## WHAT IS NEEDED
Return all lines of the records that contain the word "impl".

## STUDY MATERIAL
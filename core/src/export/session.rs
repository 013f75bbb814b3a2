//! Offline export: audio file in, video file out.

use std::fs;
use std::io;
use std::path::{Path, PathBuf};
use std::sync::atomic::{AtomicBool, AtomicU32, AtomicU8, Ordering};
use std::sync::Arc;
use std::thread::{self, JoinHandle};
use std::time::Duration;

use crossbeam::channel::{self, Receiver, TryRecvError};

use crate::audio::{load_audio, AudioData, BeamFrame, PointShaper, DEFAULT_POINT_RATE};
use crate::config::RecordingSettings;
use crate::gpu::{CapturedFrame, Readiness, RenderThread, RowOrder};

use super::toolchain::{FrameWriter, Toolchain};
use super::{ExportError, ExportOutcome, ExportPhase, ExportSummary, FramePlan};

/// Interval between renderer readiness polls.
pub const READY_POLL: Duration = Duration::from_millis(100);

/// Readiness polls before giving up.
pub const READY_ATTEMPTS: u32 = 80;

/// How long one frame may take on the render thread.
pub const RENDER_TIMEOUT: Duration = Duration::from_secs(10);

/// Share of the progress bar spent rendering; the rest covers muxing.
const RENDER_SHARE: f64 = 0.9;

/// The render side of an export.
pub trait ExportRenderer: Send {
    /// Wait up to `timeout` for the renderer to come up.
    fn poll_ready(&mut self, timeout: Duration) -> Readiness;

    /// Fix the output size and frame interval for the whole export.
    fn begin(&mut self, resolution: u32, frame_rate: f64) -> Result<(), ExportError>;

    /// Render one frame and return its pixels.
    fn render(&mut self, frame: BeamFrame) -> Result<CapturedFrame, ExportError>;

    /// Release anything `begin` pinned.
    fn end(&mut self);
}

impl ExportRenderer for RenderThread {
    fn poll_ready(&mut self, timeout: Duration) -> Readiness {
        RenderThread::poll_ready(self, timeout)
    }

    fn begin(&mut self, resolution: u32, frame_rate: f64) -> Result<(), ExportError> {
        let client = self.client();
        client.parameters().set_frame_rate(frame_rate as f32);
        client
            .lock_resolution(Some(resolution))
            .map_err(|e| ExportError::Render(e.to_string()))
    }

    fn render(&mut self, frame: BeamFrame) -> Result<CapturedFrame, ExportError> {
        self.client()
            .render(frame, RENDER_TIMEOUT)
            .map_err(|e| ExportError::Render(e.to_string()))
    }

    fn end(&mut self) {
        let _ = self.client().lock_resolution(None);
    }
}

/// What to export.
#[derive(Debug, Clone)]
pub struct ExportRequest {
    pub input: PathBuf,
    pub destination: PathBuf,
    pub settings: RecordingSettings,
    /// Beam points per second of audio.
    pub point_rate: f64,
}

impl ExportRequest {
    pub fn new(input: impl Into<PathBuf>, destination: impl Into<PathBuf>, settings: RecordingSettings) -> Self {
        Self {
            input: input.into(),
            destination: destination.into(),
            settings,
            point_rate: DEFAULT_POINT_RATE,
        }
    }

    fn destination_dir(&self) -> &Path {
        match self.destination.parent() {
            Some(parent) if !parent.as_os_str().is_empty() => parent,
            _ => Path::new("."),
        }
    }
}

#[derive(Default)]
struct SessionState {
    /// Whole percent, 0..=100.
    progress: AtomicU32,
    phase: AtomicU8,
    cancel: AtomicBool,
}

impl SessionState {
    fn set_progress(&self, fraction: f64) {
        let percent = (fraction.clamp(0.0, 1.0) * 100.0).floor() as u32;
        self.progress.fetch_max(percent, Ordering::AcqRel);
    }

    fn set_phase(&self, phase: ExportPhase) {
        let previous = self.phase.fetch_max(phase as u8, Ordering::AcqRel);
        if previous < phase as u8 {
            log::info!("Export phase: {phase}");
        }
    }

    fn check_cancel(&self) -> Result<(), ExportError> {
        if self.cancel.load(Ordering::Acquire) {
            Err(ExportError::Cancelled)
        } else {
            Ok(())
        }
    }
}

/// A running export. Dropping the handle cancels the export and waits for
/// it to unwind.
pub struct ExportHandle {
    state: Arc<SessionState>,
    outcome_rx: Receiver<ExportOutcome>,
    outcome: Option<ExportOutcome>,
    thread: Option<JoinHandle<()>>,
}

impl ExportHandle {
    /// Fraction complete in 0..=1. Never decreases.
    pub fn progress(&self) -> f64 {
        self.state.progress.load(Ordering::Acquire) as f64 / 100.0
    }

    pub fn state(&self) -> ExportPhase {
        ExportPhase::from_u8(self.state.phase.load(Ordering::Acquire))
    }

    /// Ask the export to stop. It unwinds at its next check and reports
    /// [`ExportOutcome::Cancelled`].
    pub fn cancel(&self) {
        self.state.cancel.store(true, Ordering::Release);
    }

    /// The outcome, once the export has finished.
    pub fn try_outcome(&mut self) -> Option<&ExportOutcome> {
        if self.outcome.is_none() {
            match self.outcome_rx.try_recv() {
                Ok(outcome) => {
                    self.join();
                    self.outcome = Some(outcome);
                }
                Err(TryRecvError::Empty) => {}
                Err(TryRecvError::Disconnected) => {
                    self.join();
                    self.outcome = Some(panicked());
                }
            }
        }
        self.outcome.as_ref()
    }

    /// Block until the export finishes.
    pub fn wait(mut self) -> ExportOutcome {
        if let Some(outcome) = self.outcome.take() {
            return outcome;
        }
        let outcome = self.outcome_rx.recv().unwrap_or_else(|_| panicked());
        self.join();
        outcome
    }

    fn join(&mut self) {
        if let Some(thread) = self.thread.take() {
            if thread.join().is_err() {
                log::error!("Export thread panicked");
            }
        }
    }
}

impl Drop for ExportHandle {
    fn drop(&mut self) {
        if self.thread.is_some() {
            self.cancel();
            self.join();
        }
    }
}

fn panicked() -> ExportOutcome {
    ExportOutcome::Failed(ExportError::Io(io::Error::other("export thread panicked")))
}

/// Drives one export from start to finish on its own thread.
pub struct ExportSession<R, T> {
    request: ExportRequest,
    renderer: R,
    toolchain: T,
    state: Arc<SessionState>,
}

impl<R, T> ExportSession<R, T>
where
    R: ExportRenderer + 'static,
    T: Toolchain + 'static,
{
    /// Start exporting on a new thread.
    pub fn start(request: ExportRequest, renderer: R, toolchain: T) -> io::Result<ExportHandle> {
        let state = Arc::new(SessionState::default());
        let (outcome_tx, outcome_rx) = channel::bounded(1);
        let mut session = ExportSession {
            request,
            renderer,
            toolchain,
            state: Arc::clone(&state),
        };

        let thread = thread::Builder::new()
            .name("export".to_string())
            .spawn(move || {
                let outcome = ExportOutcome::from(session.run());
                drop(session);
                log::info!("{outcome}");
                let _ = outcome_tx.send(outcome);
            })?;

        Ok(ExportHandle {
            state,
            outcome_rx,
            outcome: None,
            thread: Some(thread),
        })
    }

    fn run(&mut self) -> Result<ExportSummary, ExportError> {
        self.request.settings.validate()?;
        let destination_dir = self.request.destination_dir().to_path_buf();
        if !destination_dir.is_dir() {
            return Err(ExportError::Configuration(format!(
                "destination directory {} does not exist",
                destination_dir.display()
            )));
        }

        self.state.set_phase(ExportPhase::WaitingForRenderer);
        self.wait_for_renderer()?;

        self.state.set_phase(ExportPhase::Decoding);
        self.state.check_cancel()?;
        let audio = load_audio(&self.request.input)?;
        let plan = FramePlan::new(
            audio.sample_rate,
            audio.num_frames(),
            self.request.settings.frame_rate,
        );
        log::info!(
            "Exporting {:.2}s of audio as {} frames ({} samples per frame)",
            audio.duration(),
            plan.frame_count,
            plan.samples_per_frame
        );

        let settings = &self.request.settings;
        self.renderer.begin(settings.resolution, settings.frame_rate)?;
        let result = self.encode(&audio, plan, &destination_dir);
        self.renderer.end();
        result
    }

    fn wait_for_renderer(&mut self) -> Result<(), ExportError> {
        for _ in 0..READY_ATTEMPTS {
            self.state.check_cancel()?;
            match self.renderer.poll_ready(READY_POLL) {
                Readiness::Ready(adapter) => {
                    log::debug!("Renderer ready on {adapter}");
                    return Ok(());
                }
                Readiness::Failed(message) => return Err(ExportError::Render(message)),
                Readiness::Pending => {}
            }
        }
        Err(ExportError::RendererTimeout(READY_POLL * READY_ATTEMPTS))
    }

    fn encode(
        &mut self,
        audio: &AudioData,
        plan: FramePlan,
        destination_dir: &Path,
    ) -> Result<ExportSummary, ExportError> {
        let settings = self.request.settings.clone();
        let extension = settings.extension();
        let scratch = tempfile::Builder::new()
            .prefix("phosphor-export-")
            .tempdir()?;
        let video_path = scratch.path().join(format!("video.{extension}"));

        self.state.set_phase(ExportPhase::Rendering);
        let mut writer = self.toolchain.start_encoder(
            &settings,
            settings.resolution,
            settings.resolution,
            &video_path,
        )?;
        let frames = match self.render_frames(audio, plan, writer.as_mut()) {
            Ok(frames) => frames,
            Err(e) => {
                writer.cancel();
                return Err(e);
            }
        };
        writer.finish()?;
        self.state.check_cancel()?;

        let staged = tempfile::Builder::new()
            .prefix(".phosphor-")
            .suffix(&format!(".{extension}"))
            .tempfile_in(destination_dir)?;
        if settings.record_audio {
            self.state.set_phase(ExportPhase::Muxing);
            self.toolchain.mux(
                &video_path,
                &self.request.input,
                staged.path(),
                &self.state.cancel,
            )?;
        } else {
            fs::copy(&video_path, staged.path())?;
        }
        self.state.check_cancel()?;

        self.state.set_phase(ExportPhase::Finalizing);
        staged
            .persist(&self.request.destination)
            .map_err(|e| ExportError::Io(e.error))?;

        self.state.set_progress(1.0);
        self.state.set_phase(ExportPhase::Done);
        Ok(ExportSummary {
            destination: self.request.destination.clone(),
            frames,
            duration: frames as f64 / settings.frame_rate,
            with_audio: settings.record_audio,
        })
    }

    fn render_frames(
        &mut self,
        audio: &AudioData,
        plan: FramePlan,
        writer: &mut dyn FrameWriter,
    ) -> Result<usize, ExportError> {
        let resolution = self.request.settings.resolution;
        let expected_len = CapturedFrame::byte_len(resolution, resolution);
        let mut shaper = PointShaper::new(
            audio.channels,
            audio.sample_rate as f64,
            self.request.point_rate,
        );
        let mut chunks = audio.chunks(plan.samples_per_frame);
        let mut rendered = 0;

        while let Some(chunk) = chunks.next_chunk() {
            self.state.check_cancel()?;
            let frame = shaper.shape_frame(chunk);
            let captured = self.renderer.render(frame)?.into_row_order(RowOrder::TopDown);
            if captured.pixels.len() != expected_len {
                return Err(ExportError::Render(format!(
                    "frame {rendered} is {}x{}, expected {resolution}x{resolution}",
                    captured.width, captured.height
                )));
            }
            writer.write_frame(&captured.pixels)?;
            rendered += 1;
            self.state
                .set_progress(RENDER_SHARE * rendered as f64 / plan.frame_count as f64);
        }
        Ok(rendered)
    }
}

## SOLVED PROBLEM
impl ExportRenderer for RenderThread {
impl ExportRequest {
    pub fn new(input: impl Into<PathBuf>, destination: impl Into<PathBuf>, settings: RecordingSettings) -> Self {
impl SessionState {
impl ExportHandle {
impl Drop for ExportHandle {
impl<R, T> ExportSession<R, T>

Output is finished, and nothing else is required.